Diplomonad flagellates are enteric and/or systemic parasites of shellfish, finfish, amphibians, and reptiles. In aquaculture and aquaria, diplomonads can cause acute and chronic loss of stock, especially in salmonids and cichlids. Metronidazole treatment is effective against the swimming trophozoite stage in the vertebrate host, but is not permitted in some countries. Diplomonads have a direct life cycle with pyriform trophozoites, 10-15 µm long with 8 flagella, and resistant cysts. Trophozoites are easily recognized in the intestinal lumen, cysts are only rarely reported from the posterior intestine. Cysts are presumed to be responsible for direct transmission through the water to another host by oral ingestion. No treatment targets the cysts in the water. The transmission of cysts and adaptions to enhance infectivity remain little known in piscine diplomonads, in contrast to avian and mammalian diplomonads.
We hypothesise that piscine diplomonads have adaptions for transforming, from trophozoites in fish to cysts in water, that ensure the transmission of infection; such adaptions can be new targets for management and treatment.
We established a primary culture of S. salmonis by inoculating contents from the pyloric region from 1-3 heavily infected juvenile rainbow trout Oncorhynchus mykiss into 45 ml of Minimum Essential Media (MEM) supplemented with 10% newborn calf serum and antibiotics (penicillin, gentamycin, nystatin) in a 50 ml culture flask. After 4 days, cell density had doubled, and a 1:1 dilution subculture was made. All cultures were incubated at 10°C in the dark. After 4 days in subculture, we observed novel stages of attachment and colony formation preceding encystment, and cultures were fixed in 3% glutaraldehyde to facilitate photography, and scanning and transmission electron microscopy investigation.

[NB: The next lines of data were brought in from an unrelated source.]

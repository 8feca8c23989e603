use thiserror::Error;

/// Core error type for the Flowboard node store
#[derive(Error, Debug, Clone, PartialEq, Eq)]
pub enum StoreError {
    /// Write targeted an unshared node type without a flow namespace
    #[error("Unroutable write for node {0}: type is not shared and no flow namespace was given")]
    UnroutableWrite(String),

    /// Write named a flow namespace that was never declared
    #[error("Unknown flow namespace: {0}")]
    UnknownNamespace(String),

    /// State store error
    #[error("State store error: {0}")]
    StateStoreError(String),

    /// Serialization error
    #[error("Serialization error: {0}")]
    SerializationError(String),

    /// Configuration error
    #[error("Configuration error: {0}")]
    ConfigurationError(String),

    /// Generic error
    #[error("{0}")]
    Other(String),
}

impl From<serde_json::Error> for StoreError {
    fn from(err: serde_json::Error) -> Self {
        StoreError::SerializationError(err.to_string())
    }
}

impl From<String> for StoreError {
    fn from(err: String) -> Self {
        StoreError::Other(err)
    }
}

impl From<&str> for StoreError {
    fn from(err: &str) -> Self {
        StoreError::Other(err.to_string())
    }
}

#[cfg(test)]
mod tests {
    use super::*;

    #[test]
    fn test_error_display() {
        let errors = vec![
            (
                StoreError::UnroutableWrite("fxExposure-1".to_string()),
                "Unroutable write for node fxExposure-1: type is not shared and no flow namespace was given",
            ),
            (
                StoreError::UnknownNamespace("not-a-real-namespace".to_string()),
                "Unknown flow namespace: not-a-real-namespace",
            ),
            (
                StoreError::StateStoreError("lock".to_string()),
                "State store error: lock",
            ),
            (
                StoreError::SerializationError("ser_err".to_string()),
                "Serialization error: ser_err",
            ),
            (
                StoreError::ConfigurationError("config_err".to_string()),
                "Configuration error: config_err",
            ),
            (StoreError::Other("other_err".to_string()), "other_err"),
        ];

        for (error, expected_msg) in errors {
            assert_eq!(error.to_string(), expected_msg);
        }
    }

    #[test]
    fn test_from_serde_json_error() {
        let json_error = serde_json::from_str::<serde_json::Value>("invalid json").unwrap_err();
        let error: StoreError = json_error.into();

        match error {
            StoreError::SerializationError(msg) => {
                assert!(msg.contains("expected value"));
            }
            _ => panic!("Expected SerializationError variant"),
        }
    }

    #[test]
    fn test_from_string() {
        let error: StoreError = "test error message".to_string().into();

        match error {
            StoreError::Other(msg) => {
                assert_eq!(msg, "test error message");
            }
            _ => panic!("Expected Other variant"),
        }
    }

    #[test]
    fn test_error_clone_and_eq() {
        let original = StoreError::UnknownNamespace("payments".to_string());
        let cloned = original.clone();

        assert_eq!(original, cloned);
    }
}
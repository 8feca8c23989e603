//! Node catalog for the flow builder
//!
//! Page-level code declares the palette of node types and the flow
//! templates a workspace offers; the catalog turns that declaration
//! into the store's routing configuration. Catalogs are built in code
//! or loaded from YAML.

use serde::{Deserialize, Serialize};
use std::collections::HashSet;

use flowboard_core::{FlowNamespace, NodeType, RoutingConfig};

use crate::error::CanvasError;

/// One node type offered by the palette
#[derive(Debug, Clone, PartialEq, Eq, Serialize, Deserialize)]
pub struct NodeDescriptor {
    /// The type prefix minted into this node's identifiers
    pub node_type: NodeType,

    /// Human-readable palette label
    pub label: String,

    /// Whether the node's configuration is shared across all canvases
    #[serde(default)]
    pub shared: bool,
}

/// One flow template a workspace offers
#[derive(Debug, Clone, PartialEq, Eq, Serialize, Deserialize)]
pub struct FlowTemplate {
    /// The flow namespace that isolates this template's node data
    pub namespace: FlowNamespace,

    /// Human-readable template title
    pub title: String,
}

/// The declared palette and flow templates of a workspace
#[derive(Debug, Clone, Default, PartialEq, Eq, Serialize, Deserialize)]
pub struct NodeCatalog {
    /// Node types the palette offers
    #[serde(default)]
    pub nodes: Vec<NodeDescriptor>,

    /// Flow templates the workspace offers
    #[serde(default)]
    pub flows: Vec<FlowTemplate>,
}

impl NodeCatalog {
    /// Parse and validate a catalog from YAML
    pub fn from_yaml(yaml: &str) -> Result<Self, CanvasError> {
        let catalog: Self = serde_yaml::from_str(yaml)?;
        catalog.validate()?;
        Ok(catalog)
    }

    /// Check the declarations for internal consistency
    pub fn validate(&self) -> Result<(), CanvasError> {
        let mut seen_types = HashSet::new();
        for node in &self.nodes {
            if !seen_types.insert(&node.node_type) {
                return Err(CanvasError::CatalogError(format!(
                    "duplicate node type: {}",
                    node.node_type
                )));
            }
        }

        let mut seen_namespaces = HashSet::new();
        for flow in &self.flows {
            if !seen_namespaces.insert(&flow.namespace) {
                return Err(CanvasError::CatalogError(format!(
                    "duplicate flow namespace: {}",
                    flow.namespace
                )));
            }
        }

        Ok(())
    }

    /// Look up the descriptor for a node type
    pub fn descriptor(&self, node_type: &NodeType) -> Option<&NodeDescriptor> {
        self.nodes.iter().find(|n| &n.node_type == node_type)
    }

    /// Derive the store routing configuration from the declarations
    pub fn routing_config(&self) -> RoutingConfig {
        RoutingConfig::new(
            self.nodes
                .iter()
                .filter(|n| n.shared)
                .map(|n| n.node_type.clone()),
            self.flows.iter().map(|f| f.namespace.clone()),
        )
    }

    /// The catalog shipped with the default workspace
    pub fn builtin() -> Self {
        Self {
            nodes: vec![
                NodeDescriptor {
                    node_type: NodeType::new("start"),
                    label: "Start".to_string(),
                    shared: true,
                },
                NodeDescriptor {
                    node_type: NodeType::new("filter"),
                    label: "Filter".to_string(),
                    shared: true,
                },
                NodeDescriptor {
                    node_type: NodeType::new("openai"),
                    label: "OpenAI".to_string(),
                    shared: true,
                },
                NodeDescriptor {
                    node_type: NodeType::new("slack"),
                    label: "Slack".to_string(),
                    shared: true,
                },
                NodeDescriptor {
                    node_type: NodeType::new("fxExposure"),
                    label: "FX Exposure".to_string(),
                    shared: false,
                },
                NodeDescriptor {
                    node_type: NodeType::new("payments"),
                    label: "Payments".to_string(),
                    shared: false,
                },
            ],
            flows: vec![
                FlowTemplate {
                    namespace: FlowNamespace::new("fxExposure"),
                    title: "FX Exposure".to_string(),
                },
                FlowTemplate {
                    namespace: FlowNamespace::new("payments"),
                    title: "Payments".to_string(),
                },
            ],
        }
    }
}
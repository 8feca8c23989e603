use chrono::{DateTime, Utc};

use super::node::NodeId;
use super::routing::Partition;

/// Event: node data committed to a partition
///
/// Broadcast after every successful write so consumers observing the
/// store (configuration panels, canvas overlays) can re-render from the
/// committed state.
#[derive(Debug, Clone)]
pub struct StoreCommit {
    /// The node whose data changed
    pub node_id: NodeId,

    /// The partition the write landed in
    pub partition: Partition,

    /// The timestamp when the write committed
    pub timestamp: DateTime<Utc>,
}

impl StoreCommit {
    /// Create a commit event stamped with the current time
    pub fn now(node_id: NodeId, partition: Partition) -> Self {
        Self {
            node_id,
            partition,
            timestamp: Utc::now(),
        }
    }

    /// Returns the type of the event as a string
    pub fn event_type(&self) -> &'static str {
        "node_data.committed"
    }
}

Trophozoites attached by the tip of their posterior flagella to food debris and/or to the posterior flagella of other trophozoites, thus the posterior flagella tip had become adhesive. Attaching trophozoites aggregated, forming colonies of up to 50 individuals. After attachment, the trophozoites changed from pyriform to sub-spherical, posterior flagella shortened, anterior flagella were inactive, and surface blebs produced a refractile cyst wall. Sub-spherical cysts measured 3.0-4.0 x 2.5-4.0 µm.
Our observations appear to be the first to document attachment by the posterior flagella in diplomonads, although flagellar attachment is known in ectozoic kinetoplastids. The subsequent formation of cyst colonies in vivo would provide an effective mechanism to enhance transmission through the water. Gas bubbles and plant debris associated with colonies would help to maintain buoyancy, and hence transmission. Colonies would ensure the simultaneous ingestion of numerous cysts, presumably exceeding the maximum effective dose for initiating a new infection. Although minimum infective oral dose has not been established for piscine diplomonads, the number of individual diplomonads in the colonies we observed (approximately 50) lies within the range for minimum infective dose for avian and mammalian diplomonads.
We suggest that transmission of the life cycle can be disrupted by mechanical and/or chemical breakup of the adhesive colonies. Our observations thus open up a new approach for development of management and treatments approaches targeted to the cyst stage of the life cycle.